Tuition is now $9,090 per semester.
The government has no idea how to run Medicare or Medicaid. The programs are rife with fraud.
The Corruption and Incompetence of Chicago’s Mayor Has No Bounds
Regarding the cost of public education, please see The Corruption and Incompetence of Chicago’s Mayor Has No Bounds
Chicago mayor Brandon Johnson stepped to new lows when his hand-picked board fired Chicago Public Schools (CPS) CEO Pedro Martinez without cause.
Public unions, mayoral graft, and gubernatorial graft have bankrupt the city, the state, and all the pension in the city and state.
Also note that In Chicago There’s Under a 50 Percent Chance Police Show Up If You are Shot
Good luck in Chicago getting the police to show up if you are shot, stabbed, a victim of domestic violence, or any number of other serious crimes.
Team DOGE
There is one heck of a lot of waste, fraud, and corruption. I sure wish DOGE success.
But unless they address Social Security, Medicare, and Medicaid, the most success they can have is picking around the edges of a massive deficit hole.
Importantly, DOGE has no power to do anything. And they haven’t really come up with anything that hasn’t already been proposed.
The problem is not lack of ideas. The problem will be getting those ideas to pass Congress with the slimmest of slim majorities.
Rude Awakening for Trump, No Business as Usual Applies to Him Too
Meanwhile, please note Rude Awakening for Trump, No Business as Usual Applies to Him Too
No business as usual applies to Trump as well. 36 reps refused to go along with Trump’s demand to eliminate the debt ceiling.

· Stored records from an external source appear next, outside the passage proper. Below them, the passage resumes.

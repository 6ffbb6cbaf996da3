//! Key-value persistence substrate.
//!
//! The palace store only needs "read a string under a key" and "replace the
//! string under a key".  [`SqliteKvStore`] provides that durably; the
//! [`MemoryKvStore`] keeps everything in a `HashMap` for tests and throwaway
//! sessions.
//!
//! # Storage layout
//!
//! [`SqliteKvStore`] creates a single table `kv_entries` (if it does not
//! already exist):
//!
//! | column     | type | description                        |
//! |------------|------|------------------------------------|
//! | key        | TEXT | Collection name, primary key       |
//! | value      | TEXT | Serialized JSON document           |
//! | updated_at | TEXT | RFC-3339 time of the last write    |
//!
//! # Example
//!
//! ```rust
//! use palace_storage::kv::{KeyValueStore, SqliteKvStore};
//!
//! let mut kv = SqliteKvStore::open_in_memory().unwrap();
//! kv.put("memoryPalaces", "[]").unwrap();
//! assert_eq!(kv.get("memoryPalaces").unwrap().as_deref(), Some("[]"));
//! ```

use std::collections::HashMap;
use std::path::Path;

use chrono::Utc;
use rusqlite::{Connection, OptionalExtension, params};
use thiserror::Error;

// ─────────────────────────────────────────────────────────────────────────────
// Error type
// ─────────────────────────────────────────────────────────────────────────────

/// Errors that can arise while reading or writing durable state.
#[derive(Error, Debug)]
pub enum StorageError {
    #[error("SQLite error: {0}")]
    Sqlite(#[from] rusqlite::Error),
    #[error("JSON error: {0}")]
    Json(#[from] serde_json::Error),
    #[error("IO error: {0}")]
    Io(#[from] std::io::Error),
}

// ─────────────────────────────────────────────────────────────────────────────
// KeyValueStore
// ─────────────────────────────────────────────────────────────────────────────

/// A synchronous, process-local string store.
///
/// Writes replace the whole value.  There is no transactional guarantee
/// across keys; concurrent writers race and the last write wins.
pub trait KeyValueStore: Send {
    /// Read the value stored under `key`, if any.
    fn get(&self, key: &str) -> Result<Option<String>, StorageError>;

    /// Replace the value stored under `key`.
    fn put(&mut self, key: &str, value: &str) -> Result<(), StorageError>;

    /// Delete `key`.  Removing a missing key is not an error.
    fn remove(&mut self, key: &str) -> Result<(), StorageError>;
}

// ─────────────────────────────────────────────────────────────────────────────
// SqliteKvStore
// ─────────────────────────────────────────────────────────────────────────────

/// SQLite-backed [`KeyValueStore`].
pub struct SqliteKvStore {
    conn: Connection,
}

impl SqliteKvStore {
    /// Open (or create) a persistent database at `path`, creating missing
    /// parent directories.
    pub fn open(path: impl AsRef<Path>) -> Result<Self, StorageError> {
        let path = path.as_ref();
        if let Some(parent) = path.parent()
            && !parent.as_os_str().is_empty()
        {
            std::fs::create_dir_all(parent)?;
        }
        let conn = Connection::open(path)?;
        let store = Self { conn };
        store.init_schema()?;
        Ok(store)
    }

    /// Open a temporary in-memory database (useful for testing).
    pub fn open_in_memory() -> Result<Self, StorageError> {
        let conn = Connection::open_in_memory()?;
        let store = Self { conn };
        store.init_schema()?;
        Ok(store)
    }

    fn init_schema(&self) -> Result<(), StorageError> {
        self.conn.execute_batch(
            "CREATE TABLE IF NOT EXISTS kv_entries (
                key        TEXT NOT NULL PRIMARY KEY,
                value      TEXT NOT NULL,
                updated_at TEXT NOT NULL
            );",
        )?;
        Ok(())
    }
}

impl KeyValueStore for SqliteKvStore {
    fn get(&self, key: &str) -> Result<Option<String>, StorageError> {
        let value = self
            .conn
            .query_row(
                "SELECT value FROM kv_entries WHERE key = ?1",
                params![key],
                |row| row.get::<_, String>(0),
            )
            .optional()?;
        Ok(value)
    }

    fn put(&mut self, key: &str, value: &str) -> Result<(), StorageError> {
        let now = Utc::now().to_rfc3339();
        self.conn.execute(
            "INSERT INTO kv_entries (key, value, updated_at) VALUES (?1, ?2, ?3)
             ON CONFLICT(key) DO UPDATE SET value = excluded.value,
                                            updated_at = excluded.updated_at",
            params![key, value, now],
        )?;
        Ok(())
    }

    fn remove(&mut self, key: &str) -> Result<(), StorageError> {
        self.conn
            .execute("DELETE FROM kv_entries WHERE key = ?1", params![key])?;
        Ok(())
    }
}

// ─────────────────────────────────────────────────────────────────────────────
// MemoryKvStore
// ─────────────────────────────────────────────────────────────────────────────

/// Non-durable [`KeyValueStore`] backed by a `HashMap`.
#[derive(Debug, Default, Clone)]
pub struct MemoryKvStore {
    entries: HashMap<String, String>,
}

impl MemoryKvStore {
    pub fn new() -> Self {
        Self::default()
    }
}

impl KeyValueStore for MemoryKvStore {
    fn get(&self, key: &str) -> Result<Option<String>, StorageError> {
        Ok(self.entries.get(key).cloned())
    }

    fn put(&mut self, key: &str, value: &str) -> Result<(), StorageError> {
        self.entries.insert(key.to_string(), value.to_string());
        Ok(())
    }

    fn remove(&mut self, key: &str) -> Result<(), StorageError> {
        self.entries.remove(key);
        Ok(())
    }
}

// ─────────────────────────────────────────────────────────────────────────────
// Tests
// ─────────────────────────────────────────────────────────────────────────────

That’s a good thing. But I keep coming back to this: On December 18, I asked Do You Have Any Faith that Sheriff DOGE Will Reduce the Fiscal Deficit?
Trump’s own proposals would add trillions of dollars to the deficit. Democrats may go along with some of them. But they won’t go along with social budget cuts.
It is going to be very difficult to reduce the deficit, when Trump’s own proposals would add to it and Democrats are screaming “Medicare for All”.